Voyons ce qu'il en est dans la réalité. Si nous considérons les conditions économiques industrielles et agraires qui forment la base de l'actuelle société bourgeoise, nous trouvons qu'elles tendent à substituer l'action combinée des individus à leur action isolée. L'industrie moderne a pris la place des petits ateliers de producteurs isolés, et développe les grandes fabriques et entreprises, dans lesquelles des centaines d'ouvriers surveillent des machines compliquées, mues par la vapeur. Les coches et autres voitures circulant sur les grandes routes ont fait place aux chemins de fer, comme les vaisseaux à rames ou à voiles ont été remplacés par les navires à vapeur. L'agriculture elle-même tombe progressivement sous la domination de la machine et de la vapeur, tandis que lentement, mais inexorablement, les petits paysans cèdent la place aux gros capitalistes qui font cultiver de grandes surfaces par des ouvriers salariés.

Partout, l'action combinée et l'enchaînement d'activités et de procédés dépendant les uns des autres se substituent à l'action indépendante des individus isolés.

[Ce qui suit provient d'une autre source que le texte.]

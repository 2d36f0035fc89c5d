//! harbormaster - a pluggable lifecycle broker for managed resources
//!
//! Exposes a uniform HTTP lifecycle API (provision, bind, unbind, update,
//! deprovision, poll) for heterogeneous resources; each resource kind
//! supplies its deployment logic as a module of named, idempotent steps.
//! The engine runs those steps asynchronously, persists progress at every
//! step boundary, and enforces one writer per instance.

pub mod broker;
pub mod cli;
pub mod codec;
pub mod engine;
pub mod http_server;
pub mod model;
pub mod modules;
pub mod observability;
pub mod pipeline;
pub mod store;
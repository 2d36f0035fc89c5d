//! # Codec Errors
//!
//! Error types for detail flattening and hydration.

use thiserror::Error;

/// Result type for codec operations
pub type CodecResult<T> = Result<T, CodecError>;

/// Errors from the detail codec
#[derive(Debug, Error)]
pub enum CodecError {
    /// Typed details did not serialize to a JSON object
    #[error("Typed details must serialize to an object, got {0}")]
    NotAnObject(&'static str),

    /// The same key appears in both the details and secure-details maps
    #[error("Key present in both detail maps: {0}")]
    DuplicateKey(String),

    /// A persisted key has no corresponding field on the typed details
    #[error("Unknown detail field: {0}")]
    UnknownField(String),

    /// Deserialization into the typed details failed (missing or
    /// wrongly-typed field)
    #[error("Hydration failed: {0}")]
    Hydration(#[from] serde_json::Error),
}
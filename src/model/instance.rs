//! Instance records and step-visible snapshots

use chrono::{DateTime, Utc};
use serde::{Deserialize, Serialize};

use super::{DetailMap, OperationStatus, OperationType, ParamMap};

/// Persisted record for one provisioned instance.
///
/// The executor is the only writer after creation. `details` and
/// `resume_cursor` are always persisted in the same write, so the cursor
/// never points past state that is not yet durable.
#[derive(Debug, Clone, Serialize, Deserialize)]
pub struct InstanceRecord {
    pub instance_id: String,
    pub service_id: String,
    pub plan_id: String,

    /// Client-supplied provision/update parameters.
    #[serde(default)]
    pub parameters: ParamMap,

    /// Module-defined state accumulated by pipeline steps.
    #[serde(default)]
    pub details: DetailMap,

    /// Sensitive subset of module state, segregated at rest.
    #[serde(default)]
    pub secure_details: DetailMap,

    pub status: OperationStatus,

    /// Operation that is running or last ran. `None` only before the first
    /// provision claim is recorded.
    pub last_operation: Option<OperationType>,

    /// Name of the last step whose output has been persisted.
    pub resume_cursor: Option<String>,

    /// Message from the step that settled the instance as failed.
    pub last_error: Option<String>,

    /// Owning instance for hierarchical services (e.g. database-under-server).
    pub parent_instance_id: Option<String>,

    #[serde(default)]
    pub tags: Vec<String>,

    pub created_at: DateTime<Utc>,
    pub updated_at: DateTime<Utc>,
}

impl InstanceRecord {
    /// Create a fresh record for a provision request, not yet claimed.
    pub fn new(
        instance_id: impl Into<String>,
        service_id: impl Into<String>,
        plan_id: impl Into<String>,
        parameters: ParamMap,
    ) -> Self {
        let now = Utc::now();
        Self {
            instance_id: instance_id.into(),
            service_id: service_id.into(),
            plan_id: plan_id.into(),
            parameters,
            details: DetailMap::new(),
            secure_details: DetailMap::new(),
            status: OperationStatus::Idle,
            last_operation: None,
            resume_cursor: None,
            last_error: None,
            parent_instance_id: None,
            tags: Vec::new(),
            created_at: now,
            updated_at: now,
        }
    }

    pub fn with_parent(mut self, parent_instance_id: impl Into<String>) -> Self {
        self.parent_instance_id = Some(parent_instance_id.into());
        self
    }

    pub fn with_tags(mut self, tags: Vec<String>) -> Self {
        self.tags = tags;
        self
    }

    /// Read-only view handed to pipeline steps and module calls.
    pub fn snapshot(&self) -> InstanceSnapshot {
        InstanceSnapshot {
            instance_id: self.instance_id.clone(),
            service_id: self.service_id.clone(),
            plan_id: self.plan_id.clone(),
            parameters: self.parameters.clone(),
            details: self.details.clone(),
            secure_details: self.secure_details.clone(),
        }
    }
}

/// Immutable view of an instance as seen by steps and module calls.
///
/// Secure details are included here because the module's own steps and
/// credential construction are the one place they may flow; nothing else
/// in the broker serializes this type.
#[derive(Debug, Clone)]
pub struct InstanceSnapshot {
    pub instance_id: String,
    pub service_id: String,
    pub plan_id: String,
    pub parameters: ParamMap,
    pub details: DetailMap,
    pub secure_details: DetailMap,
}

Mais qui dit action combinée dit aussi organisation. Or, est-il possible d'avoir une organisation sans autorité ?

Supposons qu'une révolution sociale ait détrôné les capitalistes, dont l'autorité préside aujourd'hui à la production et à la circulation des richesses. Supposons, pour nous placer entièrement au point de vue des anti-autoritaires, que la terre et les instruments de travail soient devenus propriété collective des travailleurs qui les emploient. L'autorité aura-t-elle disparu, ou bien n'aura-t-elle fait que changer de forme ? C'est ce que nous allons voir.

Prenons comme exemple une filature de coton. Pour que le coton se transforme en fil, il doit subir au moins six opérations successives et différentes qui, la plupart du temps, s'effectuent dans des locaux différents. En outre, il faut un ingénieur pour tenir les machines en marche et les surveiller, des mécaniciens, chargés des réparations courantes, et un grand nombre d'ouvriers pour le transport des produits d'un atelier à l'autre, etc. Tous ces travailleurs hommes, femmes et enfants sont obligés de commencer et de finir leur travail à des heures déterminées par l'autorité de la vapeur qui n'a cure de l'autonomie des individus.

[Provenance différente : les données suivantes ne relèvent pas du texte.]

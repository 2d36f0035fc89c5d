//! Operation status vocabulary
//!
//! `OperationStatus` is the persisted per-instance state machine driven by
//! the executor; `OperationType` names the lifecycle operation that last
//! touched (or is touching) the instance. The client-visible polling
//! vocabulary is derived from both in `engine::poll`.

use std::fmt;

use serde::{Deserialize, Serialize};

/// Persisted status of an instance's current or last operation.
#[derive(Debug, Clone, Copy, PartialEq, Eq, Serialize, Deserialize)]
#[serde(rename_all = "snake_case")]
pub enum OperationStatus {
    /// No operation has run yet.
    Idle,
    /// An executor holds the instance; no other operation may start.
    InProgress,
    /// The last operation ran its pipeline to completion.
    Succeeded,
    /// The last operation stopped at a failing step.
    Failed,
}

impl OperationStatus {
    /// A settled status admits a new operation claim.
    pub fn is_settled(&self) -> bool {
        !matches!(self, OperationStatus::InProgress)
    }
}

impl fmt::Display for OperationStatus {
    fn fmt(&self, f: &mut fmt::Formatter<'_>) -> fmt::Result {
        let s = match self {
            OperationStatus::Idle => "idle",
            OperationStatus::InProgress => "in_progress",
            OperationStatus::Succeeded => "succeeded",
            OperationStatus::Failed => "failed",
        };
        write!(f, "{}", s)
    }
}

/// Lifecycle operation kinds that run through the executor.
#[derive(Debug, Clone, Copy, PartialEq, Eq, Serialize, Deserialize)]
#[serde(rename_all = "snake_case")]
pub enum OperationType {
    Provision,
    Update,
    Deprovision,
}

impl OperationType {
    /// Wire name used in `last_operation` polling query strings.
    pub fn as_str(&self) -> &'static str {
        match self {
            OperationType::Provision => "provision",
            OperationType::Update => "update",
            OperationType::Deprovision => "deprovision",
        }
    }

    /// Parse the wire name from a polling query string.
    pub fn parse(s: &str) -> Option<Self> {
        match s {
            "provision" => Some(OperationType::Provision),
            "update" => Some(OperationType::Update),
            "deprovision" => Some(OperationType::Deprovision),
            _ => None,
        }
    }
}

impl fmt::Display for OperationType {
    fn fmt(&self, f: &mut fmt::Formatter<'_>) -> fmt::Result {
        write!(f, "{}", self.as_str())
    }
}
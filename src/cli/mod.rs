//! CLI front end
//!
//! Thin wrapper over the engine and HTTP server:
//! - serve: build store + registry, boot the server loop
//! - check-config: validate a configuration file and exit

mod args;
mod commands;
mod errors;

pub use args::{Cli, Command};
pub use commands::{check_config, run_command, serve};
pub use errors::{CliError, CliResult};

/// Parse arguments and run the selected command.
pub fn run() -> CliResult<()> {
    run_command(Cli::parse_args())
}
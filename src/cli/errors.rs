//! # CLI Errors

use thiserror::Error;

use crate::broker::BrokerError;
use crate::engine::EngineError;
use crate::store::StoreError;

/// Result type for CLI commands
pub type CliResult<T> = Result<T, CliError>;

/// Errors surfaced by the CLI front end
#[derive(Debug, Error)]
pub enum CliError {
    /// Configuration file missing or malformed
    #[error("Configuration error: {0}")]
    Config(String),

    /// Store could not be opened
    #[error(transparent)]
    Store(#[from] StoreError),

    /// Module registration failed
    #[error(transparent)]
    Broker(#[from] BrokerError),

    /// Boot-time recovery sweep failed
    #[error(transparent)]
    Engine(#[from] EngineError),

    /// Server or runtime I/O failure
    #[error(transparent)]
    Io(#[from] std::io::Error),
}
//! Players: a human firing chosen shots, or a computer driven by the
//! hunt/target engine.

use alloc::vec::Vec;

use num_traits::{PrimInt, Unsigned, Zero};
use rand::Rng;

use crate::board::Board;
use crate::cellset::CellSet;
use crate::common::{AttackOutcome, Coord, GameError};
use crate::targeting::{forbidden_cells, TargetingEngine};

/// Kind of player, fixed at construction.
#[derive(Debug, Clone, Copy, PartialEq, Eq)]
pub enum PlayerKind {
    Human,
    Computer,
}

/// One participant: an owned board plus the history of shots fired at the
/// opponent. Computer players additionally carry the targeting engine.
pub struct Player<T, const N: usize>
where
    T: PrimInt + Unsigned + Zero,
{
    kind: PlayerKind,
    board: Board<T, N>,
    moves: Vec<Coord>,
    fired: CellSet<T, N>,
    targeting: TargetingEngine,
}

impl<T, const N: usize> Player<T, N>
where
    T: PrimInt + Unsigned + Zero,
{
    pub fn new(kind: PlayerKind) -> Self {
        Player {
            kind,
            board: Board::new(),
            moves: Vec::new(),
            fired: CellSet::new(),
            targeting: TargetingEngine::new(),
        }
    }

    pub fn human() -> Self {
        Self::new(PlayerKind::Human)
    }

    pub fn computer() -> Self {
        Self::new(PlayerKind::Computer)
    }

    pub fn kind(&self) -> PlayerKind {
        self.kind
    }

    pub fn board(&self) -> &Board<T, N> {
        &self.board
    }

    pub fn board_mut(&mut self) -> &mut Board<T, N> {
        &mut self.board
    }

    /// Shots fired at the opponent so far, oldest first, duplicate-free.
    pub fn previous_moves(&self) -> &[Coord] {
        &self.moves
    }

    /// The targeting engine's current view; hunting and empty for humans.
    pub fn targeting(&self) -> &TargetingEngine {
        &self.targeting
    }

    /// Fire at `coord` on the opponent's board.
    ///
    /// Rejects coordinates this player has already fired at; on failure
    /// neither the history nor the opponent board changes.
    pub fn attack(
        &mut self,
        opponent: &mut Board<T, N>,
        coord: Coord,
    ) -> Result<AttackOutcome, GameError> {
        if self.fired.contains(coord).unwrap_or(false) {
            return Err(GameError::DuplicateAttack);
        }
        self.fired.insert(coord)?;
        self.moves.push(coord);
        opponent.receive_attack(coord)
    }

    /// Choose and fire the computer's next shot against `opponent`, folding
    /// the outcome back into the targeting engine.
    pub fn computer_attack<R: Rng + ?Sized>(
        &mut self,
        opponent: &mut Board<T, N>,
        rng: &mut R,
    ) -> Result<AttackOutcome, GameError> {
        if self.kind != PlayerKind::Computer {
            return Err(GameError::WrongPlayerKind);
        }

        let forbidden = forbidden_cells(opponent);
        self.targeting.prune(&self.fired, &forbidden);

        let coord = match self.targeting.next_candidate(&self.fired, &forbidden) {
            Some(cell) => cell,
            None => self.random_target(&forbidden, rng),
        };

        let outcome = self.attack(opponent, coord)?;
        log::debug!("computer fired at {}: {:?}", coord, outcome);

        if let AttackOutcome::Hit { sunk, .. } = outcome {
            // the hit may have sunk a ship, widening the forbidden zone
            let forbidden = forbidden_cells(opponent);
            self.targeting.observe_hit(coord, &self.fired, &forbidden);
            if sunk {
                self.targeting.reset();
                let forbidden = forbidden_cells(opponent);
                self.targeting.prune(&self.fired, &forbidden);
            }
        }
        Ok(outcome)
    }

    /// Uniform choice over unattacked, unforbidden cells; if the forbidden
    /// zone leaves nothing, any unattacked cell qualifies.
    fn random_target<R: Rng + ?Sized>(&self, forbidden: &CellSet<T, N>, rng: &mut R) -> Coord {
        let mut open = Vec::new();
        for x in 0..N as u8 {
            for y in 0..N as u8 {
                let cell = Coord::new(x, y);
                if self.fired.contains(cell).unwrap_or(false) {
                    continue;
                }
                if forbidden.contains(cell).unwrap_or(false) {
                    continue;
                }
                open.push(cell);
            }
        }
        if open.is_empty() {
            for x in 0..N as u8 {
                for y in 0..N as u8 {
                    let cell = Coord::new(x, y);
                    if !self.fired.contains(cell).unwrap_or(false) {
                        open.push(cell);
                    }
                }
            }
        }
        if open.is_empty() {
            // board exhausted; replaying the origin surfaces DuplicateAttack
            return Coord::new(0, 0);
        }
        open[rng.random_range(0..open.len())]
    }
}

Il est donc indispensable, dès le principe, que les ouvriers s'entendent sur les heures de travail et, celles-ci étant fixées, s'y conforment tous sans exception. Ensuite, à tout moment et partout, se posent des questions de détail sur les procédés de fabrication, la répartition du matériel, etc., qu'il faut résoudre sur l'heure sous peine de voir s'arrêter aussitôt toute la production. Qu'elles soient réglées par un délégué qui est à la tête de chaque secteur d'activité ou par une décision de la majorité, si c'est possible, il n'en demeure pas moins que la volonté de chacun devra s'y soumettre. Autrement dit, les questions seront résolues par voie autoritaire.

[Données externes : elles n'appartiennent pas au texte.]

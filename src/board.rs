//! Game board state: placed ships and the record of missed attacks.

use alloc::vec::Vec;
use core::fmt;

use num_traits::{PrimInt, Unsigned, Zero};

use crate::cellset::{CellSet, CellSetError};
use crate::common::{AttackOutcome, Coord, GameError};
use crate::ship::Ship;

/// A ship together with the cells it occupies, in placement order.
#[derive(Debug, Clone, PartialEq, Eq)]
pub struct PlacedShip {
    ship: Ship,
    cells: Vec<Coord>,
}

impl PlacedShip {
    pub fn ship(&self) -> &Ship {
        &self.ship
    }

    pub fn cells(&self) -> &[Coord] {
        &self.cells
    }

    pub fn contains(&self, cell: Coord) -> bool {
        self.cells.iter().any(|&c| c == cell)
    }
}

/// An N×N board owning its fleet and the missed-attack record.
///
/// The board validates placement and resolves attacks; it does not police
/// re-attacks of the same cell. That guarantee belongs to the attacking
/// player's move history.
pub struct Board<T, const N: usize>
where
    T: PrimInt + Unsigned + Zero,
{
    ships: Vec<PlacedShip>,
    misses: CellSet<T, N>,
}

impl<T, const N: usize> Board<T, N>
where
    T: PrimInt + Unsigned + Zero,
{
    /// Create an empty board.
    pub fn new() -> Self {
        Board {
            ships: Vec::new(),
            misses: CellSet::new(),
        }
    }

    /// Grid dimension.
    pub fn size(&self) -> usize {
        N
    }

    /// Placed ships, in placement order.
    pub fn ships(&self) -> &[PlacedShip] {
        &self.ships
    }

    /// Cells attacked and missed so far.
    pub fn missed_attacks(&self) -> &CellSet<T, N> {
        &self.misses
    }

    /// Place `ship` on the given cells.
    ///
    /// Every cell of the new ship must keep a clear one-cell ring around
    /// every already-placed ship, diagonals included. Nothing is recorded
    /// unless the whole placement is valid.
    pub fn place_ship(&mut self, ship: Ship, cells: Vec<Coord>) -> Result<(), GameError> {
        if cells.len() != ship.length() {
            return Err(GameError::LengthMismatch);
        }
        for &cell in &cells {
            if !cell.in_bounds(N) {
                return Err(GameError::Cells(CellSetError::OutOfBounds {
                    x: cell.x,
                    y: cell.y,
                }));
            }
        }
        let too_close = self.ships.iter().any(|placed| {
            placed
                .cells
                .iter()
                .any(|&own| cells.iter().any(|&new| own.chebyshev(new) <= 1))
        });
        if too_close {
            return Err(GameError::TooClose);
        }
        log::debug!("placed ship of length {} at {:?}", ship.length(), cells);
        self.ships.push(PlacedShip { ship, cells });
        Ok(())
    }

    /// Resolve an attack at `coord`: wound the ship occupying it, or record
    /// a miss.
    pub fn receive_attack(&mut self, coord: Coord) -> Result<AttackOutcome, GameError> {
        if !coord.in_bounds(N) {
            return Err(GameError::Cells(CellSetError::OutOfBounds {
                x: coord.x,
                y: coord.y,
            }));
        }
        for placed in self.ships.iter_mut() {
            if placed.contains(coord) {
                placed.ship.hit();
                return Ok(AttackOutcome::Hit {
                    length: placed.ship.length(),
                    sunk: placed.ship.is_sunk(),
                });
            }
        }
        self.misses.insert(coord)?;
        Ok(AttackOutcome::Miss)
    }

    /// Discard all ships and missed attacks.
    pub fn reset(&mut self) {
        self.ships.clear();
        self.misses.clear();
    }

    /// True iff every placed ship is sunk; vacuously true on an empty board.
    pub fn all_ships_sunk(&self) -> bool {
        self.ships.iter().all(|placed| placed.ship.is_sunk())
    }
}

impl<T, const N: usize> Default for Board<T, N>
where
    T: PrimInt + Unsigned + Zero,
{
    fn default() -> Self {
        Self::new()
    }
}

impl<T, const N: usize> fmt::Debug for Board<T, N>
where
    T: PrimInt + Unsigned + Zero + fmt::Binary,
{
    fn fmt(&self, f: &mut fmt::Formatter<'_>) -> fmt::Result {
        writeln!(
            f,
            "Board {{\n  ships: {:?},\n  misses: {:?}\n}}",
            self.ships, self.misses
        )
    }
}
use crate::ship::ShipClass;

pub const BOARD_SIZE: usize = 10;
pub const FLEET_SIZE: usize = 5;
pub const FLEET: [ShipClass; FLEET_SIZE] = [
    ShipClass::new("Carrier", 5),
    ShipClass::new("Battleship", 4),
    ShipClass::new("Cruiser", 3),
    ShipClass::new("Submarine", 3),
    ShipClass::new("Destroyer", 2),
];
//! Turn orchestration for a human-vs-computer match.

use num_traits::{PrimInt, Unsigned, Zero};
use rand::Rng;

use crate::common::{AttackOutcome, Coord, GameError};
use crate::player::Player;
use crate::ship::ShipClass;

/// Current status of a game, from the human's side.
#[derive(Debug, Clone, Copy, PartialEq, Eq)]
#[cfg_attr(feature = "std", derive(serde::Serialize, serde::Deserialize))]
pub enum GameStatus {
    InProgress,
    Won,
    Lost,
}

/// Whose shot comes next.
#[derive(Debug, Clone, Copy, PartialEq, Eq)]
pub enum Turn {
    Human,
    Computer,
}

/// One match between a human and the targeting engine. An attacker that
/// hits keeps the turn; a miss passes it.
pub struct Game<T, const N: usize>
where
    T: PrimInt + Unsigned + Zero,
{
    human: Player<T, N>,
    computer: Player<T, N>,
    turn: Turn,
}

impl<T, const N: usize> Game<T, N>
where
    T: PrimInt + Unsigned + Zero,
{
    /// Fresh game with empty boards; place fleets through the player
    /// accessors before attacking.
    pub fn new() -> Self {
        Game {
            human: Player::human(),
            computer: Player::computer(),
            turn: Turn::Human,
        }
    }

    pub fn human(&self) -> &Player<T, N> {
        &self.human
    }

    pub fn human_mut(&mut self) -> &mut Player<T, N> {
        &mut self.human
    }

    pub fn computer(&self) -> &Player<T, N> {
        &self.computer
    }

    pub fn computer_mut(&mut self) -> &mut Player<T, N> {
        &mut self.computer
    }

    pub fn turn(&self) -> Turn {
        self.turn
    }

    /// Human fires at the computer's board.
    pub fn human_attack(&mut self, coord: Coord) -> Result<AttackOutcome, GameError> {
        let outcome = self.human.attack(self.computer.board_mut(), coord)?;
        if let AttackOutcome::Hit { length, sunk: true } = outcome {
            log::info!("enemy {} sunk", ShipClass::describe(length));
        }
        if !outcome.is_hit() {
            self.turn = Turn::Computer;
        }
        Ok(outcome)
    }

    /// Computer fires at the human's board.
    pub fn computer_attack<R: Rng + ?Sized>(
        &mut self,
        rng: &mut R,
    ) -> Result<AttackOutcome, GameError> {
        let outcome = self.computer.computer_attack(self.human.board_mut(), rng)?;
        if let AttackOutcome::Hit { length, sunk: true } = outcome {
            log::info!("your {} was sunk", ShipClass::describe(length));
        }
        if !outcome.is_hit() {
            self.turn = Turn::Human;
        }
        Ok(outcome)
    }

    /// Game status from the human's perspective. Meaningful once both
    /// fleets are placed.
    pub fn status(&self) -> GameStatus {
        if self.computer.board().all_ships_sunk() {
            GameStatus::Won
        } else if self.human.board().all_ships_sunk() {
            GameStatus::Lost
        } else {
            GameStatus::InProgress
        }
    }
}

impl<T, const N: usize> Default for Game<T, N>
where
    T: PrimInt + Unsigned + Zero,
{
    fn default() -> Self {
        Self::new()
    }
}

Le machinisme automatisé d'une grande fabrique est beaucoup plus tyrannique que ne l'ont été les petits capitalistes qui emploient les ouvriers [3]. Du moins en ce qui concerne les heures de travail, on peut écrire sur la porte de ces fabriques : Lasciate ogni autonomia, voi ch'entrate ! (« Renoncez à toute autonomie, vous qui entrez [4] ! ») Si l'homme, avec la science et son génie inventif, s'est soumis les forces de la nature, celles-ci se sont vengées en le soumettant à son tour, lui qui les exploite, à un véritable despotisme, absolument indépendant de tout état social. Vouloir abolir l'autorité dans la grande industrie, c'est vouloir supprimer l'industrie elle-même. C'est détruire la filature à vapeur pour en revenir à la quenouille.

Prenons un autre exemple, celui du chemin de fer. Ici, la coopération d'un grand nombre d'individus est absolument indispensable, coopération qui doit avoir lieu à des heures précises pour qu'il n'y ait pas d'accidents. Ici encore, la première condition de toute l'entreprise est une volonté supérieure qui commande toute question subordonnée, et cela est vrai dans l'hypothèse où elle est représentée par un délégué aussi bien que dans celle où un comité est élu pour exécuter les décisions de la majorité des intéressés. En effet, dans un cas comme dans l'autre, on a affaire à une autorité bien tranchée. Bien plus, qu'adviendrait-il du premier train si l'on abolissait l'autorité des employés de chemin de fer sur messieurs les voyageurs ?

Nulle part la nécessité de l'autorité et d'une autorité absolue n'est plus impérieuse que sur un navire en pleine mer. Là, à l'heure du péril, la vie de tous dépend de l'obéissance instantanée et fidèle de tous à la volonté d'un seul.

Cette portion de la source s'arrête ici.